Generation of the causal Vajra holder – continuation To repeat, before you go into the sambogakaya, you have to generate a motivation. This is here: Basically I would like to rise from the level of the dharmakaya. I would like to purify my ordinary bardo and I would like to create certain causes to be able to produce my illusion body during the path period. And I would like to attain the state of the ultimate enjoyment body. Sambogakaya has been translated as enjoyment body – there is no problem, it is always enjoying itself. To repeat the sadhana text 452: In the center of the Mansion is the letter YAM and this transforms into an air mandala, slightly reddish-black in color, upon which is the letter short A.

So from the letter YAM comes the air mandala. Again, it is absolutely part of yourself, nothing else. At the center of that, suddenly the letter short A appears. It is your own consciousness, which becomes that. Why A? There are very important reasons here. Human beings are capable of producing sixteen different levels or rhythms of sound, what we call yang cho dru in Tibetan. The essence of all or the first initial of all is the letter A. Even in the Manjushri nama sangiti, the Manjushri name tantra. it says: The A is the most important sound. It is born from deep inside, rather than produced by the tongue. Out of all the letters of the alphabet, including vowels, the most important of all is A. It is the essence of all expression.

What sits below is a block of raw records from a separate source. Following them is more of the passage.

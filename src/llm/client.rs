//! Async client for an Ollama-compatible chat API
//!
//! Speaks the `/api/chat` protocol with streaming disabled: one request
//! carrying the whole conversation, one JSON reply. Connection-level
//! failures map to a distinct error variant so the session can degrade to a
//! canned reply instead of aborting the turn.

use crate::core::error::{Result, SidekickError};
use reqwest::Client;
use serde::{Deserialize, Serialize};
use std::time::Duration;

pub const DEFAULT_HOST: &str = "http://localhost:11434";
pub const DEFAULT_MODEL: &str = "llama2";

/// Upper bound on one chat completion; exceeding it is a generic LLM
/// failure, not a distinct timeout kind.
const CHAT_TIMEOUT: Duration = Duration::from_secs(60);

/// Time limit for the startup reachability probe
const PROBE_TIMEOUT: Duration = Duration::from_secs(2);

/// One entry in the conversation sent to the chat API
#[derive(Debug, Clone, PartialEq, Serialize, Deserialize)]
pub struct ChatMessage {
    pub role: String,
    pub content: String,
}

impl ChatMessage {
    pub fn system(content: impl Into<String>) -> Self {
        Self {
            role: "system".into(),
            content: content.into(),
        }
    }

    pub fn user(content: impl Into<String>) -> Self {
        Self {
            role: "user".into(),
            content: content.into(),
        }
    }

    pub fn assistant(content: impl Into<String>) -> Self {
        Self {
            role: "assistant".into(),
            content: content.into(),
        }
    }
}

/// Async chat client
pub struct OllamaClient {
    client: Client,
    host: String,
    model: String,
}

impl OllamaClient {
    /// Create a client with an explicit host and model
    pub fn new(host: impl Into<String>, model: impl Into<String>) -> Self {
        Self {
            client: Client::new(),
            host: host.into(),
            model: model.into(),
        }
    }

    /// Create a client from environment variables
    ///
    /// Optional: OLLAMA_HOST (defaults to the local Ollama port)
    /// Optional: OLLAMA_MODEL (defaults to llama2)
    pub fn from_env() -> Self {
        Self::new(
            std::env::var("OLLAMA_HOST").unwrap_or_else(|_| DEFAULT_HOST.into()),
            std::env::var("OLLAMA_MODEL").unwrap_or_else(|_| DEFAULT_MODEL.into()),
        )
    }

    pub fn host(&self) -> &str {
        &self.host
    }

    pub fn model(&self) -> &str {
        &self.model
    }

    /// Send the conversation to the chat API and return the assistant's
    /// raw reply text
    pub async fn chat(&self, messages: &[ChatMessage]) -> Result<String> {
        let request = ChatRequest {
            model: &self.model,
            messages,
            stream: false,
        };

        let response = self
            .client
            .post(format!("{}/api/chat", self.host))
            .timeout(CHAT_TIMEOUT)
            .json(&request)
            .send()
            .await
            .map_err(classify_send_error)?;

        if !response.status().is_success() {
            let error_text = response.text().await.unwrap_or_default();
            return Err(SidekickError::LlmError(format!(
                "API error: {}",
                error_text
            )));
        }

        let completion: ChatResponse = response
            .json()
            .await
            .map_err(|e| SidekickError::LlmError(e.to_string()))?;

        Ok(completion.message.content)
    }

    /// Lightweight reachability check against the model listing endpoint
    pub async fn probe(&self) -> bool {
        self.client
            .get(format!("{}/api/tags", self.host))
            .timeout(PROBE_TIMEOUT)
            .send()
            .await
            .map(|r| r.status().is_success())
            .unwrap_or(false)
    }
}

/// Connect failures get their own variant; everything else (timeouts,
/// protocol errors) is a generic LLM failure.
fn classify_send_error(err: reqwest::Error) -> SidekickError {
    if err.is_connect() {
        SidekickError::Unreachable(err.to_string())
    } else {
        SidekickError::LlmError(err.to_string())
    }
}

// Ollama /api/chat wire format
#[derive(Serialize)]
struct ChatRequest<'a> {
    model: &'a str,
    messages: &'a [ChatMessage],
    stream: bool,
}

#[derive(Deserialize)]
struct ChatResponse {
    message: ChatMessage,
}

#[cfg(test)]
mod tests {
    use super::*;

    #[test]
    fn test_client_creation() {
        let client = OllamaClient::new("http://example.com:11434", "test-model");
        assert_eq!(client.host(), "http://example.com:11434");
        assert_eq!(client.model(), "test-model");
    }

    #[test]
    fn test_message_roles() {
        assert_eq!(ChatMessage::system("a").role, "system");
        assert_eq!(ChatMessage::user("b").role, "user");
        assert_eq!(ChatMessage::assistant("c").role, "assistant");
    }

    #[test]
    fn test_request_serialization() {
        let messages = vec![ChatMessage::user("hi")];
        let request = ChatRequest {
            model: "llama2",
            messages: &messages,
            stream: false,
        };
        let json = serde_json::to_value(&request).unwrap();
        assert_eq!(json["model"], "llama2");
        assert_eq!(json["stream"], false);
        assert_eq!(json["messages"][0]["role"], "user");
    }

    #[tokio::test]
    async fn test_probe_unreachable_host() {
        // Port 9 (discard) is never an Ollama server
        let client = OllamaClient::new("http://127.0.0.1:9", "llama2");
        assert!(!client.probe().await);
    }
}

Whether you are expressing through sound, writing or art, the essence of the expression has to be A. Without A you cannot express anything. Even in art [that is the principle]. You don’t have to write the letter A there; the life of art is A. It expresses the nature of emptiness.

You can’t catch it and it is also the cause of all sounds you make, every word you make, whether it is English, Tibetan, Sanskrit or whatever language. Even the dogs and cats and mice and every being, whatever noise they produce, the essence of it is A. Audience: What is the difference between the short A and the long A? Rinpoche: There is an A and an extended AH. In the Sanskrit alphabet the vowels go A AH I IH, etc.. Audience: So when in Vajrayogini they talk about the short A and when they talk about the short A here, is that different from the AH in OM AH HUNG? Rinpoche: In our basic visualization I don’t think it makes a difference, just think of A, that’s enough. Short or long, does not matter, that is too detailed. [The sadhana says]: This becomes a moon mandala.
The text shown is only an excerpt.